■ **Stored items**:
######

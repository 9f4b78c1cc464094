//! Route matching logic.
//!
//! # Responsibilities
//! - Filter routes by request method
//! - Match the checked path in two passes (full, then relative suffix)
//! - Reduce several candidates to one with a lexicographic tie-break
//!
//! # Design Decisions
//! - Pure function of (routes, method, path): same input, same route
//! - An empty pass yields an empty list; no errors are used for control flow
//! - The tie-break is a chain of disqualification checks, not a weighted score
//! - Full ties keep the earlier registered route

use std::cmp::Ordering;
use std::sync::Arc;

use axum::http::Method;

use crate::routing::route::Route;

/// One matching pass over the candidate routes.
#[derive(Debug, Clone, Copy, PartialEq, Eq)]
pub enum MatchPass {
    /// The whole checked path must match (`^expr$`).
    Full,
    /// Routes flagged relative may match a path suffix.
    Relative,
}

impl MatchPass {
    /// Returns true if `route` is a candidate for `path` in this pass.
    pub fn accepts(&self, route: &Route, path: &str) -> bool {
        match self {
            MatchPass::Full => route.match_expression().is_full_match(path),
            MatchPass::Relative => {
                route.is_relative() && route.match_expression().is_suffix_match(path)
            }
        }
    }
}

/// Find the route for `method` and `path`.
///
/// `fallback` is excluded from candidacy and returned when nothing matches.
pub fn find_route<'r>(
    routes: &'r [Arc<Route>],
    fallback: Option<&'r Arc<Route>>,
    method: &Method,
    path: &str,
) -> Option<&'r Arc<Route>> {
    let eligible: Vec<&Arc<Route>> = routes
        .iter()
        .filter(|route| fallback.map_or(true, |f| f.id() != route.id()))
        .filter(|route| route.allows_method(method))
        .collect();

    let mut candidates = collect_candidates(&eligible, MatchPass::Full, path);
    if candidates.is_empty() {
        candidates = collect_candidates(&eligible, MatchPass::Relative, path);
    }

    match candidates.len() {
        0 => fallback,
        1 => Some(candidates[0]),
        _ => Some(break_tie(&candidates, path)),
    }
}

fn collect_candidates<'r>(
    eligible: &[&'r Arc<Route>],
    pass: MatchPass,
    path: &str,
) -> Vec<&'r Arc<Route>> {
    eligible
        .iter()
        .copied()
        .filter(|route| pass.accepts(route, path))
        .collect()
}

/// Reduce several matching routes to one.
fn break_tie<'r>(candidates: &[&'r Arc<Route>], path: &str) -> &'r Arc<Route> {
    let mut best = candidates[0];
    for &challenger in &candidates[1..] {
        if challenger_wins(best, challenger, path) {
            tracing::trace!(
                previous = %best.id(),
                preferred = %challenger.id(),
                "Tie-break replaced best candidate"
            );
            best = challenger;
        }
    }
    best
}

/// Returns true if `challenger` should replace `best`.
///
/// Checked in order, each step either decides or passes on a tie:
/// 1. the more specific (smaller, non-empty) method set wins
/// 2. fewer declared placeholders wins
/// 3. `satisfied - declared` must not be lower than best's; higher wins
/// 4. more placeholders holding a value wins
pub(crate) fn challenger_wins(best: &Route, challenger: &Route, path: &str) -> bool {
    if challenger.methods().is_more_specific_than(best.methods()) {
        return true;
    }
    if best.methods().is_more_specific_than(challenger.methods()) {
        return false;
    }

    let declared = challenger.placeholders().len();
    match declared.cmp(&best.placeholders().len()) {
        Ordering::Less => return true,
        Ordering::Greater => return false,
        Ordering::Equal => {}
    }

    let (best_satisfied, best_present) = best.placeholder_profile(path);
    let (challenger_satisfied, challenger_present) = challenger.placeholder_profile(path);

    let best_delta = best_satisfied as isize - declared as isize;
    let challenger_delta = challenger_satisfied as isize - declared as isize;
    match challenger_delta.cmp(&best_delta) {
        Ordering::Less => false,
        Ordering::Greater => true,
        Ordering::Equal => challenger_present > best_present,
    }
}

######

■ **EXERCISE GOAL**:
The reply should consist of all the records, repeated exactly.

■ **WORKED SOLUTION**:
repository 9f4b78c1cc464094
//! Route matching logic.
//!
//! # Responsibilities
//! - Filter routes by request method
//! - Match the checked path in two passes (full, then relative suffix)
//! - Reduce several candidates to one with a lexicographic tie-break
//!
//! # Design Decisions
//! - Pure function of (routes, method, path): same input, same route
//! - An empty pass yields an empty list; no errors are used for control flow
//! - The tie-break is a chain of disqualification checks, not a weighted score
//! - Full ties keep the earlier registered route

use std::cmp::Ordering;
use std::sync::Arc;

use axum::http::Method;

use crate::routing::route::Route;

/// One matching pass over the candidate routes.
#[derive(Debug, Clone, Copy, PartialEq, Eq)]
pub enum MatchPass {
    /// The whole checked path must match (`^expr$`).
    Full,
    /// Routes flagged relative may match a path suffix.
    Relative,
}

impl MatchPass {
    /// Returns true if `route` is a candidate for `path` in this pass.
    pub fn accepts(&self, route: &Route, path: &str) -> bool {
        match self {
            MatchPass::Full => route.match_expression().is_full_match(path),
            MatchPass::Relative => {
                route.is_relative() && route.match_expression().is_suffix_match(path)
            }
        }
    }
}

/// Find the route for `method` and `path`.
///
/// `fallback` is excluded from candidacy and returned when nothing matches.
pub fn find_route<'r>(
    routes: &'r [Arc<Route>],
    fallback: Option<&'r Arc<Route>>,
    method: &Method,
    path: &str,
) -> Option<&'r Arc<Route>> {
    let eligible: Vec<&Arc<Route>> = routes
        .iter()
        .filter(|route| fallback.map_or(true, |f| f.id() != route.id()))
        .filter(|route| route.allows_method(method))
        .collect();

    let mut candidates = collect_candidates(&eligible, MatchPass::Full, path);
    if candidates.is_empty() {
        candidates = collect_candidates(&eligible, MatchPass::Relative, path);
    }

    match candidates.len() {
        0 => fallback,
        1 => Some(candidates[0]),
        _ => Some(break_tie(&candidates, path)),
    }
}

fn collect_candidates<'r>(
    eligible: &[&'r Arc<Route>],
    pass: MatchPass,
    path: &str,
) -> Vec<&'r Arc<Route>> {
    eligible
        .iter()
        .copied()
        .filter(|route| pass.accepts(route, path))
        .collect()
}

/// Reduce several matching routes to one.
fn break_tie<'r>(candidates: &[&'r Arc<Route>], path: &str) -> &'r Arc<Route> {
    let mut best = candidates[0];
    for &challenger in &candidates[1..] {
        if challenger_wins(best, challenger, path) {
            tracing::trace!(
                previous = %best.id(),
                preferred = %challenger.id(),
                "Tie-break replaced best candidate"
            );
            best = challenger;
        }
    }
    best
}

/// Returns true if `challenger` should replace `best`.
///
/// Checked in order, each step either decides or passes on a tie:
/// 1. the more specific (smaller, non-empty) method set wins
/// 2. fewer declared placeholders wins
/// 3. `satisfied - declared` must not be lower than best's; higher wins
/// 4. more placeholders holding a value wins
pub(crate) fn challenger_wins(best: &Route, challenger: &Route, path: &str) -> bool {
    if challenger.methods().is_more_specific_than(best.methods()) {
        return true;
    }
    if best.methods().is_more_specific_than(challenger.methods()) {
        return false;
    }

    let declared = challenger.placeholders().len();
    match declared.cmp(&best.placeholders().len()) {
        Ordering::Less => return true,
        Ordering::Greater => return false,
        Ordering::Equal => {}
    }

    let (best_satisfied, best_present) = best.placeholder_profile(path);
    let (challenger_satisfied, challenger_present) = challenger.placeholder_profile(path);

    let best_delta = best_satisfied as isize - declared as isize;
    let challenger_delta = challenger_satisfied as isize - declared as isize;
    match challenger_delta.cmp(&best_delta) {
        Ordering::Less => false,
        Ordering::Greater => true,
        Ordering::Equal => challenger_present > best_present,
    }
}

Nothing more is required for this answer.